Dataset entries
[Start of Attachment]

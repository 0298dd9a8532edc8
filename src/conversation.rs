//! Role-tagged, append-only message log for the assistant.

use serde::{Deserialize, Serialize};

#[derive(Debug, Clone, Copy, PartialEq, Eq, Serialize, Deserialize)]
#[serde(rename_all = "UPPERCASE")]
pub enum Role {
    System,
    User,
    Assistant,
}

#[derive(Debug, Clone, PartialEq, Eq, Serialize, Deserialize)]
pub struct Message {
    pub role: Role,
    pub text: String,
}

impl Message {
    pub fn system(text: impl Into<String>) -> Self {
        Self {
            role: Role::System,
            text: text.into(),
        }
    }

    pub fn user(text: impl Into<String>) -> Self {
        Self {
            role: Role::User,
            text: text.into(),
        }
    }

    pub fn assistant(text: impl Into<String>) -> Self {
        Self {
            role: Role::Assistant,
            text: text.into(),
        }
    }
}

/// Oldest-first conversation history. Messages are never removed or reordered.
#[derive(Debug, Clone, Default)]
pub struct Conversation {
    messages: Vec<Message>,
}

impl Conversation {
    pub fn new() -> Self {
        Self::default()
    }

    pub fn push(&mut self, message: Message) {
        self.messages.push(message);
    }

    pub fn push_system(&mut self, text: impl Into<String>) {
        self.push(Message::system(text));
    }

    pub fn push_user(&mut self, text: impl Into<String>) {
        self.push(Message::user(text));
    }

    pub fn push_assistant(&mut self, text: impl Into<String>) {
        self.push(Message::assistant(text));
    }

    pub fn messages(&self) -> &[Message] {
        &self.messages
    }

    #[cfg(test)]
    pub(crate) fn last(&self) -> Option<&Message> {
        self.messages.last()
    }

    /// True until the system message has been added.
    pub fn needs_seed(&self) -> bool {
        self.messages.is_empty()
    }

    pub fn len(&self) -> usize {
        self.messages.len()
    }

    pub fn is_empty(&self) -> bool {
        self.messages.is_empty()
    }
}

#[cfg(test)]
mod tests {
    use super::*;

    #[test]
    fn test_messages_keep_insertion_order() {
        let mut conversation = Conversation::new();
        conversation.push_system("rules");
        conversation.push_user("hi");
        conversation.push_assistant("hello");

        let roles: Vec<Role> = conversation.messages().iter().map(|m| m.role).collect();
        assert_eq!(roles, vec![Role::System, Role::User, Role::Assistant]);
        assert_eq!(conversation.last().unwrap().text, "hello");
    }

    #[test]
    fn test_needs_seed_only_when_empty() {
        let mut conversation = Conversation::new();
        assert!(conversation.needs_seed());
        conversation.push_system("rules");
        assert!(!conversation.needs_seed());
    }

    #[test]
    fn test_role_serializes_uppercase() {
        let json = serde_json::to_string(&Message::user("x")).unwrap();
        assert_eq!(json, r#"{"role":"USER","text":"x"}"#);
    }
}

[End of Attachment]

# What the exercise asks:
Which of the lines above include the word "impl"? Copy each of them.

# Finished exercise:
impl Message {
    pub fn system(text: impl Into<String>) -> Self {
    pub fn user(text: impl Into<String>) -> Self {
    pub fn assistant(text: impl Into<String>) -> Self {
impl Conversation {
    pub fn push_system(&mut self, text: impl Into<String>) {
    pub fn push_user(&mut self, text: impl Into<String>) {
    pub fn push_assistant(&mut self, text: impl Into<String>) {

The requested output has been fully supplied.